→ **TASK REQUIREMENTS**: The required output is all lines below that contain the word "unwrap".

Dataset excerpts
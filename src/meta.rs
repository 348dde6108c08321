//! Core data contracts shared by every adapter (metadata, listings, version
//! and checkpoint records). Keep this module purely about types/serde and
//! light helpers.

use chrono::Utc;
use serde::{Deserialize, Serialize};

/// Node visibility. The in-process and table-backed stores default to
/// `Private`; network-backed adapters may declare a different default on
/// their own config (a per-backend policy, not unified here).
#[derive(Debug, Clone, Copy, PartialEq, Eq, Hash, Default, Serialize, Deserialize)]
#[serde(rename_all = "snake_case")]
pub enum Visibility {
    Public,
    #[default]
    Private,
}

#[derive(Debug, Clone, Copy, PartialEq, Eq, Serialize, Deserialize)]
pub struct Metadata {
    pub visibility: Visibility,
    /// Seconds since epoch.
    pub mtime: i64,
}

impl Metadata {
    pub fn now(visibility: Visibility) -> Self {
        Metadata { visibility, mtime: Utc::now().timestamp() }
    }
}

#[derive(Debug, Clone, Copy, PartialEq, Eq, Hash, Serialize, Deserialize)]
#[serde(rename_all = "snake_case")]
pub enum EntryKind {
    File,
    Directory,
}

/// One row of `list_contents` / the result of `stat`.
#[derive(Debug, Clone, PartialEq, Eq, Serialize, Deserialize)]
pub struct EntryInfo {
    /// Child name (final segment).
    pub name: String,
    /// Full normalized path of the entry.
    pub path: String,
    pub kind: EntryKind,
    /// Content length for files; 0 for directories.
    pub size: u64,
    pub metadata: Metadata,
}

/// Snapshot-class version record, scoped to one path. The content blob lives
/// separately under `(path, version_id)` and outlives later writes to the
/// path.
#[derive(Debug, Clone, PartialEq, Eq, Serialize, Deserialize)]
pub struct VersionRecord {
    /// 128-bit random value, 32 lowercase hex chars. Uniqueness is
    /// probabilistic by construction; no collision check is made.
    pub version_id: String,
    /// Seconds since epoch at creation.
    pub timestamp: i64,
}

impl VersionRecord {
    pub fn mint() -> Self {
        VersionRecord {
            version_id: uuid::Uuid::new_v4().simple().to_string(),
            timestamp: Utc::now().timestamp(),
        }
    }
}

/// Checkpoint-class commit record: one entry of the append-only, filesystem
/// wide history log.
#[derive(Debug, Clone, PartialEq, Eq, Serialize, Deserialize)]
pub struct Checkpoint {
    /// Opaque 40-hex identifier.
    pub sha: String,
    pub message: String,
    pub author_name: String,
    pub author_email: String,
    /// Seconds since epoch.
    pub timestamp: i64,
}

/// Options accepted by `write` and the write-like operations.
#[derive(Debug, Clone, Default, PartialEq, Eq, Serialize, Deserialize)]
pub struct WriteOptions {
    /// Visibility for the written file; the adapter's default when absent.
    #[serde(default)]
    pub visibility: Option<Visibility>,
    /// Visibility for ancestor directories auto-materialized by this write;
    /// the adapter's default when absent.
    #[serde(default)]
    pub directory_visibility: Option<Visibility>,
}

impl WriteOptions {
    pub fn with_visibility(visibility: Visibility) -> Self {
        WriteOptions { visibility: Some(visibility), ..Default::default() }
    }
}

#[derive(Debug, Clone, Copy, Default, PartialEq, Eq, Serialize, Deserialize)]
pub struct DirectoryDeleteOptions {
    /// Remove the whole subtree. Without it, a non-empty directory fails
    /// `DirectoryNotEmpty`.
    #[serde(default)]
    pub recursive: bool,
}

impl DirectoryDeleteOptions {
    pub fn recursive() -> Self {
        DirectoryDeleteOptions { recursive: true }
    }
}

#[cfg(test)]
mod tests {
    use super::*;

    #[test]
    fn test_version_id_shape() {
        let r = VersionRecord::mint();
        assert_eq!(r.version_id.len(), 32);
        assert!(r.version_id.chars().all(|c| c.is_ascii_hexdigit() && !c.is_ascii_uppercase()));
    }

    #[test]
    fn test_visibility_serde_snake_case() {
        assert_eq!(serde_json::to_string(&Visibility::Public).unwrap(), "\"public\"");
        assert_eq!(serde_json::from_str::<Visibility>("\"private\"").unwrap(), Visibility::Private);
    }

    #[test]
    fn test_default_visibility_is_private() {
        assert_eq!(Visibility::default(), Visibility::Private);
    }
}
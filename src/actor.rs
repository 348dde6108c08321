//! Serializing actor: one worker thread owns the whole state of a named
//! store instance, and every operation passes through its channel. Reads
//! therefore observe all writes that completed before them, and concurrent
//! writes to one path resolve to last-processed-wins with no torn state.

use std::sync::mpsc;
use std::thread;

use crate::error::{FsError, FsResult};

type Job<S> = Box<dyn FnOnce(&mut S) + Send>;

/// Cloneable handle to a store actor. The worker thread exits once every
/// handle (and the registry's copy) has been dropped.
pub struct ActorHandle<S> {
    name: String,
    tx: mpsc::Sender<Job<S>>,
}

impl<S> Clone for ActorHandle<S> {
    fn clone(&self) -> Self {
        ActorHandle { name: self.name.clone(), tx: self.tx.clone() }
    }
}

impl<S: Send + 'static> ActorHandle<S> {
    /// Spawn the worker thread owning `state`.
    pub fn spawn(name: &str, state: S) -> FsResult<Self> {
        let (tx, rx) = mpsc::channel::<Job<S>>();
        let thread_name = format!("polyfs-{name}");
        thread::Builder::new()
            .name(thread_name)
            .spawn(move || {
                let mut state = state;
                while let Ok(job) = rx.recv() {
                    job(&mut state);
                }
                tracing::debug!("store actor stopped");
            })
            .map_err(|e| FsError::unknown("failed to spawn store actor", e))?;
        Ok(ActorHandle { name: name.to_string(), tx })
    }

    pub fn name(&self) -> &str {
        &self.name
    }

    /// Run `f` on the actor's state and wait for the result. Blocking is
    /// bounded by one store operation; the actor never does network I/O.
    pub fn call<R, F>(&self, f: F) -> FsResult<R>
    where
        R: Send + 'static,
        F: FnOnce(&mut S) -> R + Send + 'static,
    {
        let (reply_tx, reply_rx) = mpsc::channel();
        self.tx
            .send(Box::new(move |state: &mut S| {
                let _ = reply_tx.send(f(state));
            }))
            .map_err(|_| self.gone())?;
        reply_rx.recv().map_err(|_| self.gone())
    }

    fn gone(&self) -> FsError {
        FsError::adapter("actor", format!("store actor '{}' is no longer running", self.name))
    }
}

→ **EXERCISE SOLUTION**:
        assert_eq!(serde_json::to_string(&Visibility::Public).unwrap(), "\"public\"");
        assert_eq!(serde_json::from_str::<Visibility>("\"private\"").unwrap(), Visibility::Private);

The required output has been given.